Politics

Virginia Is for Losers

The blame game over Ken Cuccinelli’s failed race is really a fight over the future of the Republican Party.

Ken Cuccinelli

Why did Ken Cuccinelli lose? Depends on who you ask.

Photo by Jonathan Ernst/Reuters

The argument among Republicans over why they lost the governor’s race in Virginia feels like the debate over “who lost China” in the 1950s. Did Republican candidate Ken Cuccinelli lose because he was too conservative? Or, did he lose because the Republican establishment didn’t support him? This isn’t just a matter of scapegoating. Every losing campaign has its fights and finger pointing (and the authors of Double Down would like to thank you for that), but sometimes it just stops there. There was no greater meaning to take away from the postgame tussle after Hillary Clinton’s primary loss in 2008. This blame game is important, however, because it is really a fight about the Republican Party’s strategy for the future.

In the first round, the existing participants in the Republican internal party debate have pretty much played to type. Karl Rove, who is pushing the party to nominate “electable” candidates, writes that Cuccinelli’s loss shows that GOP candidates need to unite the party’s factions instead of alienate them. The New York Times suggests Cuccinelli’s loss has reanimated the push to end the highly partisan nominating conventions that lead to people like the former Virginia attorney general being picked in the first place. Exit polls show that 50 percent of Virginia voters found Cuccinelli too extreme. Activist conservatives, on the other hand, blame the Republican Governors Association and the Republican National Committee for not putting enough money into the race. The Tea Party crowd claims the establishment sold the Tea Party out again, just as it did during the government shutdown when moderate GOP senators didn’t have the guts to stand and fight over Obamacare. 

Same whine, new bottles, right? No. There is one important contributing factor to the loss that both sides agree on. Rove argued in his Virginia election post-mortem that the government shutdown contributed to Cuccinelli’s defeat. Cuccinelli campaign strategist Chris LaCivita agrees: The government shutdown distracted from talking about the failure of Obamacare’s launch. “There was definitely a national mood that was moving, that is moving, that is continuing to move against the White House and the Affordable Care Act. And I can’t help but ask myself, what would have been the result had he had five weeks of this discussion instead of just two and a half?”

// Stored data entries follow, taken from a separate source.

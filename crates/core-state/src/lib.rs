//! Timeline state: the multitrack, the marker list and the edit settings
//! every command reads at construction time.
//!
//! The state is owned by the caller and lent mutably to the history for the
//! duration of one push / undo / redo, which is what serializes all mutation.
//! Nothing in here is global.
//!
//! Undo Snapshots:
//! - `undo::UndoHelper` captures an `UndoRecord` of one, several or all tracks
//!   (optionally plus markers) before a structural edit and another after it.
//! - Undo restores the before record wholesale, redo restores the after
//!   record, so commands with cascading effects (ripple, transition creation)
//!   never hand-write inverse logic.
//! - Both directions first check that the live state still equals the record
//!   they expect to replace; see `EditSettings::strict_snapshots`.

use core_timeline::{Clip, Frame, Markers, ModelError, Multitrack, Track, Transition};
use uuid::Uuid;

pub mod undo;
pub use undo::{SnapshotScope, UndoHelper, UndoRecord};

/// Failure of a command's redo or undo. The command boundary guarantees no
/// partial mutation survives an error.
#[derive(Debug, thiserror::Error)]
pub enum EditError {
    #[error("track {0} does not exist")]
    InvalidTrack(usize),
    #[error("no entry {clip} on track {track}")]
    InvalidClip { track: usize, clip: usize },
    #[error("entry {clip} on track {track} is not a clip")]
    NotAClip { track: usize, clip: usize },
    #[error("entry {clip} on track {track} is not a transition")]
    NotATransition { track: usize, clip: usize },
    #[error("position {0} is not valid for this edit")]
    InvalidPosition(Frame),
    #[error("entry {clip} on track {track} cannot be merged with its neighbour")]
    NotMergeable { track: usize, clip: usize },
    #[error("trimmed side of entry {clip} on track {track} borders a transition")]
    TransitionAdjacent { track: usize, clip: usize },
    #[error("track {0} is locked")]
    Locked(usize),
    #[error("no clip with identity {0}")]
    UnknownClip(Uuid),
    #[error("command has no targets")]
    NoTargets,
    #[error("timeline does not match the {0} snapshot")]
    SnapshotMismatch(&'static str),
    #[error(transparent)]
    Model(ModelError),
}

impl From<ModelError> for EditError {
    fn from(err: ModelError) -> Self {
        match err {
            ModelError::TrackOutOfRange { track } => EditError::InvalidTrack(track),
            ModelError::NegativePosition(p) => EditError::InvalidPosition(p),
            other => EditError::Model(other),
        }
    }
}

/// Edit modes captured by commands when they are constructed.
#[derive(Debug, Clone, Copy, PartialEq, Eq)]
pub struct EditSettings {
    /// Timeline ripple used by commands that do not take an explicit flag.
    pub ripple: bool,
    /// Ripple edits into every unlocked track, not just the edited one.
    pub ripple_all_tracks: bool,
    /// Ripple edits shift and trim markers.
    pub ripple_markers: bool,
    /// Abort undo/redo when the live timeline drifted from the recorded snapshot.
    pub strict_snapshots: bool,
}

impl Default for EditSettings {
    fn default() -> Self {
        Self {
            ripple: true,
            ripple_all_tracks: false,
            ripple_markers: false,
            strict_snapshots: true,
        }
    }
}

impl From<&core_config::Config> for EditSettings {
    fn from(cfg: &core_config::Config) -> Self {
        Self {
            ripple: cfg.ripple().enabled,
            ripple_all_tracks: cfg.ripple().all_tracks,
            ripple_markers: cfg.ripple().markers,
            strict_snapshots: cfg.history().strict_snapshots,
        }
    }
}

#[derive(Debug, Clone, Default, PartialEq)]
pub struct TimelineState {
    pub multitrack: Multitrack,
    pub markers: Markers,
    pub settings: EditSettings,
}

impl TimelineState {
    pub fn new(multitrack: Multitrack) -> Self {
        Self {
            multitrack,
            ..Self::default()
        }
    }

    pub fn with_settings(mut self, settings: EditSettings) -> Self {
        self.settings = settings;
        self
    }

    pub fn track(&self, index: usize) -> Result<&Track, EditError> {
        Ok(self.multitrack.track(index)?)
    }

    pub fn track_mut(&mut self, index: usize) -> Result<&mut Track, EditError> {
        Ok(self.multitrack.track_mut(index)?)
    }

    /// Mutable track access for content edits; locked tracks are refused.
    pub fn editable_track(&mut self, index: usize) -> Result<&mut Track, EditError> {
        let track = self.multitrack.track_mut(index)?;
        if track.lock {
            return Err(EditError::Locked(index));
        }
        Ok(track)
    }

    pub fn clip(&self, track: usize, clip: usize) -> Result<&Clip, EditError> {
        let t = self.track(track)?;
        let entry = t.entry(clip).ok_or(EditError::InvalidClip { track, clip })?;
        entry.as_clip().ok_or(EditError::NotAClip { track, clip })
    }

    pub fn clip_mut(&mut self, track: usize, clip: usize) -> Result<&mut Clip, EditError> {
        let t = self.track_mut(track)?;
        if clip >= t.count() {
            return Err(EditError::InvalidClip { track, clip });
        }
        t.clip_mut(clip).ok_or(EditError::NotAClip { track, clip })
    }

    pub fn transition(&self, track: usize, clip: usize) -> Result<&Transition, EditError> {
        let t = self.track(track)?;
        let entry = t.entry(clip).ok_or(EditError::InvalidClip { track, clip })?;
        entry
            .as_transition()
            .ok_or(EditError::NotATransition { track, clip })
    }

    pub fn transition_mut(
        &mut self,
        track: usize,
        clip: usize,
    ) -> Result<&mut Transition, EditError> {
        let t = self.track_mut(track)?;
        if clip >= t.count() {
            return Err(EditError::InvalidClip { track, clip });
        }
        t.transition_mut(clip)
            .ok_or(EditError::NotATransition { track, clip })
    }

    /// Timeline start of entry `clip` on `track`.
    pub fn start_of(&self, track: usize, clip: usize) -> Result<Frame, EditError> {
        self.track(track)?
            .start_of(clip)
            .ok_or(EditError::InvalidClip { track, clip })
    }
}

#[cfg(test)]
mod tests {
    use super::*;
    use core_timeline::{Entry, Producer, TrackKind};

    fn state() -> TimelineState {
        let mut mt = Multitrack::new();
        let mut track = Track::new(TrackKind::Video, "V1");
        track.push_entry(Entry::blank(5));
        track.push_entry(Entry::Clip(Clip::whole(Producer::new("a", 10))));
        mt.add_track(track);
        TimelineState::new(mt)
    }

    #[test]
    fn clip_lookup_distinguishes_failures() {
        let s = state();
        assert!(s.clip(0, 1).is_ok());
        assert!(matches!(s.clip(0, 0), Err(EditError::NotAClip { .. })));
        assert!(matches!(s.clip(0, 9), Err(EditError::InvalidClip { .. })));
        assert!(matches!(s.clip(3, 0), Err(EditError::InvalidTrack(3))));
        assert_eq!(s.start_of(0, 1).unwrap(), 5);
    }

    #[test]
    fn locked_tracks_refuse_content_edits() {
        let mut s = state();
        s.track_mut(0).unwrap().lock = true;
        assert!(matches!(s.editable_track(0), Err(EditError::Locked(0))));
        assert!(s.track_mut(0).is_ok());
    }

    #[test]
    fn settings_follow_config() {
        let mut cfg = core_config::Config::default();
        cfg.file.ripple.markers = true;
        cfg.file.history.strict_snapshots = false;
        let settings = EditSettings::from(&cfg);
        assert!(settings.ripple);
        assert!(settings.ripple_markers);
        assert!(!settings.strict_snapshots);
    }
}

LaCivita would like to have October back, and spend the whole month beating Obamacare like a drum. Instead, more than half of the month was spent on the shutdown and the parlor game of whether the Republican Party would drive the country over the debt limit brink. The Cuccinelli camp can’t know for sure whether this strategy would have changed the election’s outcome. They didn’t do a poll in the last few weeks of the race and have no data to support their view. But the numbers don’t matter among Republicans who believe highlighting Obamacare’s failures is a campaign winner—the only question left to settle is the tactical wisdom or stupidity of the government shutdown.  

The debate over Obamacare and the shutdown was about tactics, where those who were not willing to do absolutely everything were seen as less committed to the cause. In this effort, Cuccinelli and his Republican brethren were on the same side. Cuccinelli and Sens. Mike Lee and Ted Cruz, two of the main authors of the effort to defund Obamacare, are fellow travelers. They believe that the health care law is so bad that all necessary measures should be taken to undermine it. Cuccinelli regularly boasted on the stump that he had been the first attorney general to lodge a suit against the Affordable Care Act. He had done everything in his power to undo the law. As senators, Cruz and Lee did their part too—pushing for a government shutdown, despite what the polls and many of their fellow Republicans told them. 

Such a forward-leaning, conservative stance was not just the right thing to do, argue its adherents, it was also the politically smart thing to do. It shows your most ardent supporters that you really mean what you say. Do controversial things in support of what you believe, and voters will flock to you. The opposite argument, offered by members of the “establishment,” is that sometimes while everyone might agree on the goal, different tactics are required to get there, even if it means getting there in the long run. Many of these more pragmatic voices were in the Senate cloakroom, arguing that a government shutdown would hurt the Republican brand and distract from the better sport of watching Obamacare collapse under its own weight. 

That strikes the rising right as timid and weak. In the aftermath of the shutdown, when the GOP’s approval rating crashed, Tea Party supporters argued that while they may not have achieved their ultimate goal of stopping Obamacare, they highlighted the deficiencies in the program. They believed their antics had thrilled the public and those same voters would reward them for their principled stand. The Washington insiders might not have liked it, but the voters did.

But after Cuccinelli’s closer-than-expected election loss, that’s not how his camp sees it anymore. By blaming its woes on the shutdown distraction, the Cuccinelli campaign sounds an awful lot like establishment Republicans before the shutdown. Now, in the clear light of defeat, this band of conservatives seems to appreciate that sometimes there are costs to doomed acts of principle. To wonder about those costs in advance of the kamikaze strategy is not a sign that you are weak, unprincipled, or a RINO—it simply keeps you from having to blame the strategy when the election is over and it’s too late.